Four-day workweek win-win for workers and bosses

Jessica Smellie is a Unifor Local 1285 activist

WORK 32 HOURS, GET PAID FOR 40. It’s every workers dream 4-day workweek. Employers are actually starting to like it too.

There is mounting evidence that a 4-day workweek without loss of pay, is a win-win for workers and employers.

Many unions like this idea. Unifor, for example, includes a 4-day workweek, with no loss in pay, as a key part of its Build Back Better program. However, the union makes it clear the 4-day workweek they are talking about is not a "compressed workweek" —a version of a 4-day workweek where 40 hours of work are jammed into four days of 10 hours each.

What Unifor favours, and what more and more employers are trying out, is a 4-day workweek where workers get paid for five 8-hour days—but only work four 8-hour days.

Fewer hours, same pay

In 2019 Microsoft Japan tried a one-month experiment: employees were asked to work a four-day week instead of their usual five, without a reduction in pay. In its trial Microsoft gave 2,300 employees a paid Friday off each week. The result was a 40 per cent rise in productivity and happier employees. It also led to workers taking less time off and a reduction in workspace costs.

“There’s a theory called the happy, productive worker hypothesis,” says Erica Carleton, an assistant professor of organizational behaviour at the University of Saskatchewan.

“The happier people are, the more productive they are. Increased happiness, increased well-being, just having people less stressed, they’ll be better at doing their jobs.”

Last year, researchers at the University of Reading in the U.K confirmed the benefits of a four-day work week, without loss of pay.

The researchers report that: "the benefits of a four-day working week, without loss of pay, can outweigh the cons for both businesses and staff. We surveyed 250  businesses that have already adopted the four-day working week and found that they were making savings of almost £92 billion (around 2% of total turnover) each year."

 And more than three quarters of staff working in that environment reported they were happier, less stressed and took fewer days off.

Fallacy of need for long workweeks

“The main fallacy on longer work week is to assume a linear relationship between the amount of time worked and the productivity of an employee,” says Thomas Roulet, a researcher on the University of Reading project.

“An employee can do more in four days than in five, if she/he is more focused, in better shape mentally and physically.”

He said it’s very likely that the COVID-19 crisis will accelerate the move to a shorter or more flexible work week, enabled by more people working remotely.

Laura Vanderkam, a time management expert says the worst kept secret in every office is that “when people are in the office for 40 hours, they almost never actually work for 40 hours.”

She said that employers should be fixating less on the hours and more on what their employees are getting done.

Challenges what ‘everybody knows’

John Trougakos, associate professor of organizational behaviour at the University of Toronto notes: “The idea that working less will lead to greater efficiency and productivity is counterintuitive for people and thus they are quick to reject the idea.
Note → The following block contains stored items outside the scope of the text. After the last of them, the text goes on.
use chrono::NaiveDate;
use serde::{Deserialize, Serialize};

#[derive(Debug, Clone, Copy, PartialEq, Eq, Default, Serialize, Deserialize)]
#[serde(rename_all = "snake_case")]
pub enum UserRole {
    #[default]
    User,
    Agent,
    Admin,
}

impl UserRole {
    pub fn label(self) -> &'static str {
        match self {
            UserRole::User => "user",
            UserRole::Agent => "agent",
            UserRole::Admin => "admin",
        }
    }
}

#[derive(Debug, Clone, Default, PartialEq, Eq, Serialize, Deserialize)]
#[serde(default)]
pub struct PostalAddress {
    pub street: Option<String>,
    pub city: Option<String>,
    pub state: Option<String>,
    pub zip_code: Option<String>,
    pub country: Option<String>,
}

/// Professional details only agents are expected to fill in.
#[derive(Debug, Clone, Default, PartialEq, Eq, Serialize, Deserialize)]
#[serde(default)]
pub struct AgentDetails {
    pub license_number: Option<String>,
    pub agency: Option<String>,
    pub experience_years: Option<u32>,
    pub specializations: Vec<String>,
    pub service_areas: Vec<String>,
}

/// Registered marketplace participant.
#[derive(Debug, Clone, Default, PartialEq, Eq, Serialize, Deserialize)]
#[serde(default)]
pub struct UserProfile {
    pub id: Option<String>,
    pub role: UserRole,
    pub first_name: Option<String>,
    pub last_name: Option<String>,
    pub email: Option<String>,
    pub email_verified: bool,
    pub phone: Option<String>,
    pub phone_verified: bool,
    pub avatar_url: Option<String>,
    pub bio: Option<String>,
    pub date_of_birth: Option<NaiveDate>,
    pub address: Option<PostalAddress>,
    pub agent: Option<AgentDetails>,
}
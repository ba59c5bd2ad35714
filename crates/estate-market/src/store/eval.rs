use std::cmp::Ordering;

use chrono::{DateTime, Utc};
use regex::{Regex, RegexBuilder};

use super::StoreError;
use crate::listings::domain::{GeoPoint, Listing};
use crate::query::geo::central_angle;
use crate::query::{Comparison, Field, FilterValue, Predicate, SortDirection};

const PATTERN_SIZE_LIMIT: usize = 1 << 16;

/// A listing attribute resolved for comparison.
#[derive(Debug, Clone, Copy)]
pub(super) enum Slot<'a> {
    Number(f64),
    Bool(bool),
    Date(DateTime<Utc>),
    Text(&'a str),
    Texts(&'a [String]),
    Point(GeoPoint),
    Missing,
}

pub(super) fn slot(listing: &Listing, field: Field) -> Slot<'_> {
    let specs = &listing.specifications;
    let location = &listing.location;
    match field {
        Field::Title => Slot::Text(listing.title.as_str()),
        Field::Description => Slot::Text(listing.description.as_str()),
        Field::Price => Slot::Number(listing.price),
        Field::ListingType => Slot::Text(listing.listing_type.label()),
        Field::Category => Slot::Text(listing.category.label()),
        Field::Status => Slot::Text(listing.status.label()),
        Field::IsActive => Slot::Bool(listing.is_active),
        Field::Featured => Slot::Bool(listing.featured),
        Field::Bedrooms => Slot::Number(f64::from(specs.bedrooms)),
        Field::Bathrooms => Slot::Number(f64::from(specs.bathrooms)),
        Field::Area => Slot::Number(specs.area),
        Field::AreaUnit => Slot::Text(specs.area_unit.label()),
        Field::YearBuilt => specs
            .year_built
            .map(|year| Slot::Number(f64::from(year)))
            .unwrap_or(Slot::Missing),
        Field::Address => Slot::Text(location.address.as_str()),
        Field::City => Slot::Text(location.city.as_str()),
        Field::State => Slot::Text(location.state.as_str()),
        Field::ZipCode => Slot::Text(location.zip_code.as_str()),
        Field::Coordinates => Slot::Point(location.coordinates),
        Field::ProjectName => listing
            .project
            .as_ref()
            .map(|project| Slot::Text(project.name.as_str()))
            .unwrap_or(Slot::Missing),
        Field::Developer => listing
            .project
            .as_ref()
            .map(|project| Slot::Text(project.developer.as_str()))
            .unwrap_or(Slot::Missing),
        Field::Amenities => Slot::Texts(listing.amenities.as_slice()),
        Field::Tags => Slot::Texts(listing.tags.as_slice()),
        Field::Views => Slot::Number(listing.views as f64),
        Field::Likes => Slot::Number(listing.likes as f64),
        Field::ExpiresAt => listing.expires_at.map(Slot::Date).unwrap_or(Slot::Missing),
        Field::CreatedAt => Slot::Date(listing.created_at),
    }
}

/// Predicate compiled once per query so regexes are not rebuilt per record.
pub(super) enum Matcher {
    All(Vec<Matcher>),
    Any(Vec<Matcher>),
    Compare {
        field: Field,
        cmp: Comparison,
        value: FilterValue,
    },
    In {
        field: Field,
        values: Vec<FilterValue>,
        negate: bool,
    },
    Pattern {
        field: Field,
        regex: Regex,
    },
    Text {
        terms: Vec<String>,
    },
    Geo {
        field: Field,
        center: GeoPoint,
        radius_radians: f64,
    },
}

impl Matcher {
    pub(super) fn compile(predicate: &Predicate) -> Result<Self, StoreError> {
        Ok(match predicate {
            Predicate::And { clauses } => Matcher::All(compile_all(clauses)?),
            Predicate::Or { clauses } => Matcher::Any(compile_all(clauses)?),
            Predicate::Compare { field, cmp, value } => Matcher::Compare {
                field: *field,
                cmp: *cmp,
                value: value.clone(),
            },
            Predicate::In { field, values } => Matcher::In {
                field: *field,
                values: values.clone(),
                negate: false,
            },
            Predicate::NotIn { field, values } => Matcher::In {
                field: *field,
                values: values.clone(),
                negate: true,
            },
            Predicate::Pattern {
                field,
                pattern,
                case_insensitive,
            } => {
                let regex = RegexBuilder::new(pattern)
                    .case_insensitive(*case_insensitive)
                    .size_limit(PATTERN_SIZE_LIMIT)
                    .build()
                    .map_err(|err| StoreError::InvalidPredicate(err.to_string()))?;
                Matcher::Pattern {
                    field: *field,
                    regex,
                }
            }
            Predicate::Text { query } => {
                let terms = text_terms(query);
                if terms.is_empty() {
                    return Err(StoreError::InvalidPredicate(
                        "text search without terms".to_string(),
                    ));
                }
                Matcher::Text { terms }
            }
            Predicate::GeoWithin {
                field,
                center,
                radius_radians,
            } => Matcher::Geo {
                field: *field,
                center: *center,
                radius_radians: *radius_radians,
            },
        })
    }

    pub(super) fn matches(&self, listing: &Listing) -> bool {
        match self {
            Matcher::All(children) => children.iter().all(|child| child.matches(listing)),
            Matcher::Any(children) => children.iter().any(|child| child.matches(listing)),
            Matcher::Compare { field, cmp, value } => compare(slot(listing, *field), *cmp, value),
            Matcher::In {
                field,
                values,
                negate,
            } => {
                let current = slot(listing, *field);
                let found = values.iter().any(|value| equals(current, value));
                found != *negate
            }
            Matcher::Pattern { field, regex } => match slot(listing, *field) {
                Slot::Text(text) => regex.is_match(text),
                Slot::Texts(items) => items.iter().any(|item| regex.is_match(item)),
                _ => false,
            },
            Matcher::Text { terms } => text_score(listing, terms) > 0.0,
            Matcher::Geo {
                field,
                center,
                radius_radians,
            } => match slot(listing, *field) {
                Slot::Point(point) => central_angle(*center, point) <= *radius_radians,
                _ => false,
            },
        }
    }
}

fn compile_all(clauses: &[Predicate]) -> Result<Vec<Matcher>, StoreError> {
    clauses.iter().map(Matcher::compile).collect()
}

fn ordering(current: Slot<'_>, value: &FilterValue) -> Option<Ordering> {
    match (current, value) {
        (Slot::Number(a), FilterValue::Number(b)) => a.partial_cmp(b),
        (Slot::Bool(a), FilterValue::Bool(b)) => Some(a.cmp(b)),
        (Slot::Date(a), FilterValue::Date(b)) => Some(a.cmp(b)),
        (Slot::Text(a), FilterValue::Text(b)) => Some(a.cmp(b.as_str())),
        _ => None,
    }
}

fn equals(current: Slot<'_>, value: &FilterValue) -> bool {
    match (current, value) {
        (Slot::Texts(items), FilterValue::Text(text)) => items.iter().any(|item| item == text),
        _ => ordering(current, value) == Some(Ordering::Equal),
    }
}

fn compare(current: Slot<'_>, cmp: Comparison, value: &FilterValue) -> bool {
    if let Slot::Texts(items) = current {
        return match cmp {
            Comparison::Eq => equals(current, value),
            Comparison::Ne => !equals(current, value),
            _ => items
                .iter()
                .any(|item| compare(Slot::Text(item.as_str()), cmp, value)),
        };
    }

    let order = ordering(current, value);
    match cmp {
        Comparison::Eq => order == Some(Ordering::Equal),
        Comparison::Ne => order != Some(Ordering::Equal),
        Comparison::Gt => order == Some(Ordering::Greater),
        Comparison::Gte => matches!(order, Some(Ordering::Greater | Ordering::Equal)),
        Comparison::Lt => order == Some(Ordering::Less),
        Comparison::Lte => matches!(order, Some(Ordering::Less | Ordering::Equal)),
    }
}

pub(super) fn text_terms(query: &str) -> Vec<String> {
    query
        .split_whitespace()
        .map(str::to_lowercase)
        .collect()
}

/// Weighted term frequency over the indexed text fields.
pub(super) fn text_score(listing: &Listing, terms: &[String]) -> f64 {
    let title = listing.title.to_lowercase();
    let description = listing.description.to_lowercase();
    let project = listing
        .project
        .as_ref()
        .map(|project| project.name.to_lowercase())
        .unwrap_or_default();

    terms
        .iter()
        .map(|term| {
            let hits = |text: &str| text.matches(term.as_str()).count() as f64;
            let in_list = |items: &[String]| {
                items
                    .iter()
                    .map(|item| hits(&item.to_lowercase()))
                    .sum::<f64>()
            };
            3.0 * hits(&title)
                + 2.0 * hits(&project)
                + 2.0 * in_list(&listing.tags)
                + in_list(&listing.amenities)
                + hits(&description)
        })
        .sum()
}

/// Ordering for sort keys. Missing values always sort last.
pub(super) fn order_slots(a: Slot<'_>, b: Slot<'_>, direction: SortDirection) -> Ordering {
    let base = match (a, b) {
        (Slot::Missing, Slot::Missing) => return Ordering::Equal,
        (Slot::Missing, _) => return Ordering::Greater,
        (_, Slot::Missing) => return Ordering::Less,
        (Slot::Number(x), Slot::Number(y)) => x.partial_cmp(&y).unwrap_or(Ordering::Equal),
        (Slot::Bool(x), Slot::Bool(y)) => x.cmp(&y),
        (Slot::Date(x), Slot::Date(y)) => x.cmp(&y),
        (Slot::Text(x), Slot::Text(y)) => x.to_lowercase().cmp(&y.to_lowercase()),
        _ => Ordering::Equal,
    };
    match direction {
        SortDirection::Asc => base,
        SortDirection::Desc => base.reverse(),
    }
}
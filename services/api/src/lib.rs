mod cli;
mod explain;
mod infra;
mod routes;
mod server;

use estate_market::error::AppError;

pub async fn run() -> Result<(), AppError> {
    cli::run().await
}
use std::fmt;

use serde::{Serialize, Serializer};

use super::schema::Field;
use super::QueryError;

pub const RELEVANCE_KEY: &str = "score";

#[derive(Debug, Clone, Copy, PartialEq, Eq)]
pub enum SortDirection {
    Asc,
    Desc,
}

#[derive(Debug, Clone, Copy, PartialEq, Eq)]
pub enum SortTarget {
    Field(Field),
    Relevance,
}

#[derive(Debug, Clone, Copy, PartialEq, Eq)]
pub struct SortKey {
    pub target: SortTarget,
    pub direction: SortDirection,
}

impl SortKey {
    pub fn desc(target: SortTarget) -> Self {
        Self {
            target,
            direction: SortDirection::Desc,
        }
    }

    pub fn asc(target: SortTarget) -> Self {
        Self {
            target,
            direction: SortDirection::Asc,
        }
    }
}

impl fmt::Display for SortKey {
    fn fmt(&self, f: &mut fmt::Formatter<'_>) -> fmt::Result {
        if self.direction == SortDirection::Desc {
            f.write_str("-")?;
        }
        match self.target {
            SortTarget::Field(field) => f.write_str(field.path()),
            SortTarget::Relevance => f.write_str(RELEVANCE_KEY),
        }
    }
}

impl Serialize for SortKey {
    fn serialize<S: Serializer>(&self, serializer: S) -> Result<S::Ok, S::Error> {
        serializer.collect_str(self)
    }
}

/// Newest first, or best match first when a relevance score exists.
pub fn default_sort(relevance: bool) -> Vec<SortKey> {
    if relevance {
        vec![SortKey::desc(SortTarget::Relevance)]
    } else {
        vec![SortKey::desc(SortTarget::Field(Field::CreatedAt))]
    }
}

/// Parse `sort=-price,title`. Unknown names are refused rather than forwarded.
pub fn parse(raw: Option<&str>, relevance: bool) -> Result<Vec<SortKey>, QueryError> {
    let mut keys: Vec<SortKey> = Vec::new();

    for entry in raw.unwrap_or_default().split(',').map(str::trim) {
        if entry.is_empty() {
            continue;
        }
        let (direction, name) = match entry.strip_prefix('-') {
            Some(name) => (SortDirection::Desc, name),
            None => (SortDirection::Asc, entry.strip_prefix('+').unwrap_or(entry)),
        };

        let target = if name == RELEVANCE_KEY {
            if !relevance {
                return Err(QueryError::InvalidSort(name.to_string()));
            }
            SortTarget::Relevance
        } else {
            match Field::lookup(name)? {
                Some(field) if field.sortable() => SortTarget::Field(field),
                _ => return Err(QueryError::InvalidSort(name.to_string())),
            }
        };

        if keys.iter().all(|key| key.target != target) {
            keys.push(SortKey { target, direction });
        }
    }

    if keys.is_empty() {
        Ok(default_sort(relevance))
    } else {
        Ok(keys)
    }
}

#[cfg(test)]
mod tests {
    use super::*;

    #[test]
    fn defaults_to_newest_first() {
        assert_eq!(
            parse(None, false).unwrap(),
            vec![SortKey::desc(SortTarget::Field(Field::CreatedAt))]
        );
        assert_eq!(parse(Some(" , "), false).unwrap(), default_sort(false));
    }

    #[test]
    fn defaults_to_relevance_for_text_search() {
        assert_eq!(
            parse(None, true).unwrap(),
            vec![SortKey::desc(SortTarget::Relevance)]
        );
    }

    #[test]
    fn parses_directions_and_aliases() {
        let keys = parse(Some("-price, bedrooms,+createdAt,-price"), false).unwrap();
        assert_eq!(
            keys,
            vec![
                SortKey::desc(SortTarget::Field(Field::Price)),
                SortKey::asc(SortTarget::Field(Field::Bedrooms)),
                SortKey::asc(SortTarget::Field(Field::CreatedAt)),
            ]
        );
        let rendered: Vec<String> = keys.iter().map(ToString::to_string).collect();
        assert_eq!(rendered, ["-price", "specifications.bedrooms", "created_at"]);
    }

    #[test]
    fn rejects_unknown_unsortable_and_injected_names() {
        assert_eq!(
            parse(Some("password"), false),
            Err(QueryError::InvalidSort("password".to_string()))
        );
        assert_eq!(
            parse(Some("tags"), false),
            Err(QueryError::InvalidSort("tags".to_string()))
        );
        assert_eq!(
            parse(Some("score"), false),
            Err(QueryError::InvalidSort("score".to_string()))
        );
        assert_eq!(
            parse(Some("-$natural"), false),
            Err(QueryError::ForbiddenKey("$natural".to_string()))
        );
    }

    #[test]
    fn relevance_can_be_combined_with_fields() {
        let keys = parse(Some("-score,price"), true).unwrap();
        assert_eq!(
            keys,
            vec![
                SortKey::desc(SortTarget::Relevance),
                SortKey::asc(SortTarget::Field(Field::Price)),
            ]
        );
    }
}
“Yet, data shows that the most productive people are the ones who actually work less and rest more. But when they are working they are doing it with more energy, efficiency and they make less mistakes because they are more mentally alert and energized.”

As the pandemic continues to shake up how we work and where we work the idea of a 4-day workweek becomes less and less out of the question. The Labour Party in England included the 4-day workweek in its official election platform in 2019.

40% could get 4-day week

“The potential for a shorter workweek may not apply to all industries, but data shows that at least 40 per cent of jobs would be able to adopt this and helping 40 per cent of workers is better than none,” says Trougakos.

Trougakos also found that only 17 per cent of Canadians want to go back to work the way they did before lockdown began.

According to a recent Angus Reid poll, 47 per cent of Canadians say they would prefer a 30-hour work week over a 40-hour one. If that is not an option, 68 per cent say they would prefer to work four 10-hour shifts in a week rather than five eight-hour segments.

Unifor pushes for better work/life balance

Unifor, the largest private sector union in Canada, has made the 4-day workweek a key element in its #BuildBackBetter campaign. The Covid pandemic only makes  the need for a better work/life balance more urgent, says the union.

The union also offers a warning: “It’s important to be clear about what kind of four-day workweek we’re pushing for, and what kind of changes will lead to better work life balance.

“We must reduce hours overall, not simply compress the same number of hours into a more stressful workday. And this must be done while ensuring that workers do not get hit with a pay cut.”